Publié par le 2 février 2015

 

Photos de Serge Corrieras
Textes de Thierry Poncet et Serge Corrieras

Angkor. Début de l’année 91. Un infirmier militaire sympa m’avait invité à loger dans sa maison, à Siem Reap, la petite ville voisine des temples.
Seulement, son cousin m’en avait viré. Un flic nommé Dara. A cette époque, les visiteurs d’Angkor devaient résider à l’hôtel Royal, en face d’Angkor Vat.
Obligé, qu’ils disaient.
C’était-y pas beau, le socialisme réel ?

Depuis la chute de l’Empire Khmer, au 11ème siècle de notre ère, les temples d’Angkor étaient en ruines. C’était connu.
L’hôtel Royal, inauguré au joyeux temps des colonies, était lui aussi en ruines. Ça se savait moins.

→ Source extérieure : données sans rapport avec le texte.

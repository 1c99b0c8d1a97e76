use std::future::Future;
use std::time::Duration;

use rand::Rng;
use tokio::time::sleep;
use tracing::warn;

use crate::config::RetryConfig;
use crate::error::Result;

/// Bounded retry with exponential backoff for network-backed stages.
#[derive(Debug, Clone)]
pub struct RetryPolicy {
    max_attempts: u32,
    initial_backoff: Duration,
    max_backoff: Duration,
    jitter: Duration,
}

impl RetryPolicy {
    pub fn new(config: &RetryConfig) -> Self {
        Self {
            max_attempts: config.max_attempts.max(1),
            initial_backoff: Duration::from_millis(config.initial_backoff_ms),
            max_backoff: Duration::from_millis(config.max_backoff_ms.max(config.initial_backoff_ms)),
            jitter: Duration::from_millis(config.jitter_ms),
        }
    }

    /// Single attempt, no waiting.
    pub fn none() -> Self {
        Self {
            max_attempts: 1,
            initial_backoff: Duration::ZERO,
            max_backoff: Duration::ZERO,
            jitter: Duration::ZERO,
        }
    }

    /// Delay before attempt `attempt` (0-based), excluding jitter.
    pub fn delay_for_attempt(&self, attempt: u32) -> Duration {
        if attempt == 0 {
            return Duration::ZERO;
        }
        let factor = 2u32.saturating_pow(attempt - 1);
        self.initial_backoff
            .saturating_mul(factor)
            .min(self.max_backoff)
    }

    /// Run `operation` until it succeeds, fails permanently, or attempts run out.
    pub async fn run<F, Fut, T>(&self, label: &str, mut operation: F) -> Result<T>
    where
        F: FnMut(u32) -> Fut,
        Fut: Future<Output = Result<T>>,
    {
        let mut attempt = 0u32;
        loop {
            match operation(attempt).await {
                Ok(value) => return Ok(value),
                Err(error) => {
                    attempt += 1;
                    if !error.is_transient() || attempt >= self.max_attempts {
                        return Err(error);
                    }

                    let mut delay = self.delay_for_attempt(attempt);
                    if !self.jitter.is_zero() {
                        let jitter_ms = rand::thread_rng().gen_range(0..=self.jitter.as_millis() as u64);
                        delay += Duration::from_millis(jitter_ms);
                    }
                    warn!(
                        "{} failed (attempt {}/{}): {}; retrying in {:?}",
                        label, attempt, self.max_attempts, error, delay
                    );
                    sleep(delay).await;
                }
            }
        }
    }
}
use async_trait::async_trait;
use lettre::message::header::ContentType;
use lettre::message::{Attachment, Mailbox, MultiPart, SinglePart};
use lettre::transport::smtp::authentication::Credentials;
use lettre::{AsyncSmtpTransport, AsyncTransport, Message, Tokio1Executor};
use std::time::Duration;
use tracing::info;

use crate::config::MailConfig;
use crate::error::{DublineError, Result};
use crate::workspace::{Artifact, ArtifactKind};

/// Sends finished artifacts to the requester
#[async_trait]
pub trait Notifier: Send + Sync {
    async fn deliver(&self, recipient: &str, artifacts: &[Artifact]) -> Result<()>;
}

#[derive(Debug, Clone)]
pub struct MailAttachment {
    pub file_name: String,
    pub content_type: String,
    pub bytes: Vec<u8>,
}

impl MailAttachment {
    pub async fn from_artifact(artifact: &Artifact) -> Result<Self> {
        let bytes = tokio::fs::read(&artifact.path).await.map_err(|e| {
            DublineError::Delivery(format!("cannot read {}: {}", artifact.path.display(), e))
        })?;
        let file_name = artifact
            .path
            .file_name()
            .map(|n| n.to_string_lossy().into_owned())
            .unwrap_or_else(|| artifact.kind.file_name().to_string());
        let content_type = match artifact.kind {
            ArtifactKind::SourceVideo | ArtifactKind::FinalVideo | ArtifactKind::SubtitledVideo => "video/mp4",
            ArtifactKind::DubbedAudio => "audio/wav",
            ArtifactKind::ExtractedAudio => "audio/mpeg",
            ArtifactKind::Subtitles => "application/octet-stream",
        };
        Ok(Self {
            file_name,
            content_type: content_type.to_string(),
            bytes,
        })
    }
}

/// SMTP delivery over a STARTTLS relay
pub struct Mailer {
    config: MailConfig,
}

impl Mailer {
    pub fn new(config: MailConfig) -> Result<Self> {
        if config.from.is_empty() || config.password.is_none() {
            return Err(DublineError::Config(
                "mail sender and password must be configured".to_string(),
            ));
        }
        Ok(Self { config })
    }

    pub fn build_message(&self, recipient: &str, attachments: Vec<MailAttachment>) -> Result<Message> {
        let from: Mailbox = self
            .config
            .from
            .parse()
            .map_err(|e| DublineError::Config(format!("invalid sender address: {}", e)))?;
        let to: Mailbox = recipient
            .parse()
            .map_err(|e| DublineError::Validation(format!("invalid recipient address '{}': {}", recipient, e)))?;

        let mut body = MultiPart::mixed().singlepart(SinglePart::plain(self.config.body.clone()));
        for attachment in attachments {
            let content_type = ContentType::parse(&attachment.content_type)
                .map_err(|e| DublineError::Delivery(format!("bad content type: {}", e)))?;
            body = body.singlepart(Attachment::new(attachment.file_name).body(attachment.bytes, content_type));
        }

        Message::builder()
            .from(from)
            .to(to)
            .subject(self.config.subject.clone())
            .multipart(body)
            .map_err(|e| DublineError::Delivery(format!("failed to build message: {}", e)))
    }

    fn transport(&self) -> Result<AsyncSmtpTransport<Tokio1Executor>> {
        let username = if self.config.username.is_empty() {
            self.config.from.clone()
        } else {
            self.config.username.clone()
        };
        let password = self.config.password.clone().unwrap_or_default();

        Ok(AsyncSmtpTransport::<Tokio1Executor>::starttls_relay(&self.config.relay)
            .map_err(|e| DublineError::Delivery(format!("invalid relay {}: {}", self.config.relay, e)))?
            .port(self.config.port)
            .credentials(Credentials::new(username, password))
            .timeout(Some(Duration::from_secs(self.config.timeout_secs)))
            .build())
    }

    pub async fn send(&self, recipient: &str, artifacts: &[Artifact]) -> Result<()> {
        let mut attachments = Vec::with_capacity(artifacts.len());
        for artifact in artifacts {
            attachments.push(MailAttachment::from_artifact(artifact).await?);
        }

        let message = self.build_message(recipient, attachments)?;
        self.transport()?
            .send(message)
            .await
            .map_err(|e| DublineError::Delivery(format!("SMTP send failed: {}", e)))?;

        info!("Email sent to {} with {} attachments", recipient, artifacts.len());
        Ok(())
    }
}

#[async_trait]
impl Notifier for Mailer {
    async fn deliver(&self, recipient: &str, artifacts: &[Artifact]) -> Result<()> {
        self.send(recipient, artifacts).await
    }
}

#[cfg(test)]
mod tests {
    use super::*;

    fn mailer() -> Mailer {
        Mailer::new(MailConfig {
            enabled: true,
            from: "dubline@example.org".to_string(),
            password: Some("app-password".to_string()),
            ..MailConfig::default()
        })
        .unwrap()
    }

    #[test]
    fn test_message_has_subject_and_attachments() {
        let attachments = vec![
            MailAttachment {
                file_name: "final_output_video.mp4".to_string(),
                content_type: "video/mp4".to_string(),
                bytes: vec![0, 1, 2, 3],
            },
            MailAttachment {
                file_name: "subtitles.ass".to_string(),
                content_type: "application/octet-stream".to_string(),
                bytes: b"[Script Info]".to_vec(),
            },
        ];

        let message = mailer().build_message("teacher@school.in", attachments).unwrap();
        let raw = String::from_utf8(message.formatted()).unwrap();
        assert!(raw.contains("Subject: Your Translated Video and Subtitles"));
        assert!(raw.contains("To: teacher@school.in"));
        assert!(raw.contains("filename=\"final_output_video.mp4\""));
        assert!(raw.contains("filename=\"subtitles.ass\""));
        assert!(raw.contains("Content-Type: text/plain"));
        // undo quoted-printable soft line breaks before checking the body text
        let unfolded = raw.replace("=\r\n", "");
        assert!(unfolded.contains("Please find them attached."));
    }

    #[test]
    fn test_rejects_bad_recipient() {
        let err = mailer().build_message("not an address", Vec::new()).unwrap_err();
        assert!(matches!(err, DublineError::Validation(_)));
    }

    #[test]
    fn test_requires_credentials() {
        assert!(Mailer::new(MailConfig::default()).is_err());
    }

    #[tokio::test]
    async fn test_attachment_content_type_from_kind() {
        let dir = tempfile::tempdir().unwrap();
        let path = dir.path().join("subtitles.ass");
        std::fs::write(&path, "x").unwrap();

        let attachment = MailAttachment::from_artifact(&Artifact {
            kind: ArtifactKind::Subtitles,
            path,
        })
        .await
        .unwrap();
        assert_eq!(attachment.file_name, "subtitles.ass");
        assert_eq!(attachment.content_type, "application/octet-stream");
    }
}
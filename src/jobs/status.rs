use serde::{Serialize, Serializer};
use std::fmt;
use std::str::FromStr;

use crate::pipeline::Stage;

#[derive(Debug, Clone, Copy, PartialEq, Eq, Hash)]
pub enum JobStatus {
    Queued,
    Acquiring,
    ExtractingAudio,
    Transcribing,
    Translating,
    Synthesizing,
    GeneratingSubtitles,
    Muxing,
    Summarizing,
    Delivering,
    Completed,
    Failed,
}

impl JobStatus {
    pub fn as_str(&self) -> &'static str {
        match self {
            JobStatus::Queued => "QUEUED",
            JobStatus::Acquiring => "ACQUIRING",
            JobStatus::ExtractingAudio => "EXTRACTING_AUDIO",
            JobStatus::Transcribing => "TRANSCRIBING",
            JobStatus::Translating => "TRANSLATING",
            JobStatus::Synthesizing => "SYNTHESIZING",
            JobStatus::GeneratingSubtitles => "GENERATING_SUBTITLES",
            JobStatus::Muxing => "MUXING",
            JobStatus::Summarizing => "SUMMARIZING",
            JobStatus::Delivering => "DELIVERING",
            JobStatus::Completed => "COMPLETED",
            JobStatus::Failed => "FAILED",
        }
    }

    pub fn is_terminal(&self) -> bool {
        matches!(self, JobStatus::Completed | JobStatus::Failed)
    }

    /// Status shown while a pipeline is in `stage`; `Done` has none of its own.
    pub fn from_stage(stage: Stage) -> Option<Self> {
        Some(match stage {
            Stage::Acquiring => JobStatus::Acquiring,
            Stage::ExtractingAudio => JobStatus::ExtractingAudio,
            Stage::Transcribing => JobStatus::Transcribing,
            Stage::Translating => JobStatus::Translating,
            Stage::Synthesizing => JobStatus::Synthesizing,
            Stage::GeneratingSubtitles => JobStatus::GeneratingSubtitles,
            Stage::Muxing => JobStatus::Muxing,
            Stage::Summarizing => JobStatus::Summarizing,
            Stage::Done => return None,
        })
    }
}

impl FromStr for JobStatus {
    type Err = String;

    fn from_str(s: &str) -> Result<Self, Self::Err> {
        match s {
            "QUEUED" => Ok(JobStatus::Queued),
            "ACQUIRING" => Ok(JobStatus::Acquiring),
            "EXTRACTING_AUDIO" => Ok(JobStatus::ExtractingAudio),
            "TRANSCRIBING" => Ok(JobStatus::Transcribing),
            "TRANSLATING" => Ok(JobStatus::Translating),
            "SYNTHESIZING" => Ok(JobStatus::Synthesizing),
            "GENERATING_SUBTITLES" => Ok(JobStatus::GeneratingSubtitles),
            "MUXING" => Ok(JobStatus::Muxing),
            "SUMMARIZING" => Ok(JobStatus::Summarizing),
            "DELIVERING" => Ok(JobStatus::Delivering),
            "COMPLETED" => Ok(JobStatus::Completed),
            "FAILED" => Ok(JobStatus::Failed),
            _ => Err(format!("Invalid job status: {}", s)),
        }
    }
}

impl fmt::Display for JobStatus {
    fn fmt(&self, f: &mut fmt::Formatter<'_>) -> fmt::Result {
        write!(f, "{}", self.as_str())
    }
}

impl Serialize for JobStatus {
    fn serialize<S: Serializer>(&self, serializer: S) -> Result<S::Ok, S::Error> {
        serializer.serialize_str(self.as_str())
    }
}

La chambre était vaste et vide, immense étendue de plancher gondolé : la mauvaise armoire dans un coin; le lit de planches garni d’un mince matelas de mousse; sans oublier, tendue sur quatre manches à balais, la moustiquaire en loques qui avait été de couleur rose bonbon, n’était plus que passée.

Il y avait un climatiseur ancré dans le mur. Une grosse machine en tôles des années cinquante qui devait produire un bruit de tous les diables.
Je ne pus que le supposer. Comme il n’y avait pas d’électricité, l’engin resta aussi inerte que les pales du ventilateur qui rouillait au plafond.

Au crépuscule, sur les formes baroques d’Angkor Vat le géant, vinrent danser des lumières rougeoyantes comme des reflets d’incendie. Alors s’éleva de toutes parts une plainte monocorde et sonore, sifflante comme le cri d’une scie circulaire.
Des milliers de cigales qui, depuis leurs caches dans les forêts d’eucalyptus, saluaient à leur manière la fin du jour.
Au bout d’à peine trois minutes, leur chant assourdissant s’éteignit, aussi brusquement qu’il était né.

A ce moment  précis, comme obéissant à un signal, des centaines de chauve-souris vastes comme des aigles prirent leur essor. Elles apparurent au-dessus de toutes les frondaisons qui cernaient l’hôtel et des tours du grand temple.
Majestueuses et gothiques.
Vaguement effrayantes.
D’un vol lourd et lent, elles se noyèrent comme des fantômes dans le bleu obscurci du ciel.

Et la nuit s’abattit, avec sa brusquerie habituelle, drap noir soudain jeté sur le monde, qui avala en un instant le colosse de pierre et les épaisseurs de jungle alentour.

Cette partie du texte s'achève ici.